Потому что ничего не мешало. Кроме тебя самого.
Так почему же ты молчал раньше, чертов мозг?
Раньше, на протяжении своего одинокого унылого жизненного пути, перед сном, я часто вспоминал самые нелепые моменты своей жизни, испытывая при этом стыд и сожаление. Теперь все мое существование свелось к этому нехитрому мероприятию. Пока удары сердца отсчитывали мои последние секунды в этом мире, я вспоминал все самое неприглядное и удивлялся, почему же не сделал все, как надо.
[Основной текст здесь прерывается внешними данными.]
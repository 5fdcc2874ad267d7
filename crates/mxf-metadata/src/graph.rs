//! Arena of interchange objects plus the Set-UL factory registry (§4.4).

use std::collections::HashMap;

use mxf_core::dictionary::Dictionary;
use mxf_core::ids::InstanceUid;
use mxf_core::Ul;

use crate::set::Object;
use crate::{Error, Result};

/// Instantiate an empty [`Object`] for `set_ul`, tagging it with the
/// Dictionary's symbolic name if registered (forward-compatible: an
/// unregistered UL still produces an object, named `"Unknown"`, so
/// unrecognized sets in a third-party file don't abort the parse).
pub fn make_object(set_ul: Ul, instance_uid: InstanceUid) -> Object {
    let kind_name = Dictionary::find_by_ul(&set_ul).map(|e| e.name).unwrap_or_else(|| {
        tracing::warn!(set_ul = %set_ul, "unrecognized Set-UL, treating as opaque Unknown set");
        "Unknown"
    });
    Object::new(set_ul, kind_name, instance_uid)
}

/// Arena of every object parsed from, or built for, one track file's header
/// metadata: keyed by `InstanceUID`, resolved by lookup rather than owned
/// cyclically (§9 design note).
#[derive(Debug, Default)]
pub struct Graph {
    objects: HashMap<InstanceUid, Object>,
    /// Insertion order, so `get_objects_by_type` and re-serialization are
    /// deterministic.
    order: Vec<InstanceUid>,
}

impl Graph {
    pub fn new() -> Self {
        Self { objects: HashMap::new(), order: Vec::new() }
    }

    pub fn insert(&mut self, object: Object) -> InstanceUid {
        let id = object.instance_uid;
        if !self.objects.contains_key(&id) {
            self.order.push(id);
        }
        self.objects.insert(id, object);
        id
    }

    pub fn get_object_by_id(&self, id: InstanceUid) -> Option<&Object> {
        self.objects.get(&id)
    }

    pub fn get_object_by_id_mut(&mut self, id: InstanceUid) -> Option<&mut Object> {
        self.objects.get_mut(&id)
    }

    pub fn get_object_by_type(&self, set_ul: Ul) -> Option<&Object> {
        self.order.iter().filter_map(|id| self.objects.get(id)).find(|o| o.set_ul == set_ul)
    }

    pub fn get_objects_by_type(&self, set_ul: Ul) -> Vec<&Object> {
        self.order.iter().filter_map(|id| self.objects.get(id)).filter(|o| o.set_ul == set_ul).collect()
    }

    pub fn objects_in_order(&self) -> impl Iterator<Item = &Object> {
        self.order.iter().filter_map(|id| self.objects.get(id))
    }

    /// The Preface is always the first `Preface`-typed object (§4.4).
    pub fn preface(&self) -> Option<&Object> {
        let preface_ul = Dictionary::ul("Preface")?;
        self.get_object_by_type(preface_ul)
    }

    /// Validate that every reference property (single UUID or batch of
    /// UUIDs) on every object resolves to an object present in the arena
    /// (§4.4 cross-reference validation, §8 testable property).
    pub fn validate_references(&self) -> Result<()> {
        use mxf_klv::tlv::PropertyValue;
        for object in self.objects.values() {
            for (_, value) in object.properties() {
                match value {
                    PropertyValue::Uuid(id) if !self.objects.contains_key(id) => {
                        return Err(Error::DanglingReference(*id));
                    }
                    PropertyValue::BatchUuid(ids) => {
                        for id in ids {
                            if !self.objects.contains_key(id) {
                                return Err(Error::DanglingReference(*id));
                            }
                        }
                    }
                    _ => {}
                }
            }
        }
        Ok(())
    }
}

#[cfg(test)]
mod tests {
    use super::*;

    #[test]
    fn make_object_tags_known_and_unknown_uls() {
        let preface_ul = Dictionary::ul("Preface").unwrap();
        let obj = make_object(preface_ul, InstanceUid::from_bytes([1; 16]));
        assert_eq!(obj.kind_name, "Preface");

        let obj2 = make_object(Ul::new([0xEE; 16]), InstanceUid::from_bytes([2; 16]));
        assert_eq!(obj2.kind_name, "Unknown");
    }

    #[test]
    fn preface_is_found_by_type() {
        let mut graph = Graph::new();
        let preface_ul = Dictionary::ul("Preface").unwrap();
        let preface = make_object(preface_ul, InstanceUid::from_bytes([3; 16]));
        graph.insert(preface);
        assert!(graph.preface().is_some());
    }

    #[test]
    fn dangling_reference_is_rejected() {
        let mut graph = Graph::new();
        let track_ul = Dictionary::ul("Track").unwrap();
        let mut track = make_object(track_ul, InstanceUid::from_bytes([4; 16]));
        track.set_uuid("SequenceRef", InstanceUid::from_bytes([99; 16])).unwrap();
        graph.insert(track);
        assert!(graph.validate_references().is_err());
    }
}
Я не сказал Гермионе, что люблю её, тогда, на седьмом курсе. Может, она бы отказала мне, и выбрала Рона, а может и нет? Вся моя жизнь могла бы пойти совсем по-другому. И пусть моя любовь угасла, и мы теперь просто друзья, я не перестаю терзаться мыслью «что если».
Я не сказал Колину Криви, что наш секс был великолепен. Я трусливо отговорился тем, что был пьян и ничего не помню. Я разбил его сердце, игнорируя все его письма после. Что мешало мне попробовать? Теперь я знаю — трусость. Я боялся признать, что с мужчинами мне так же хорошо, как и с женщинами.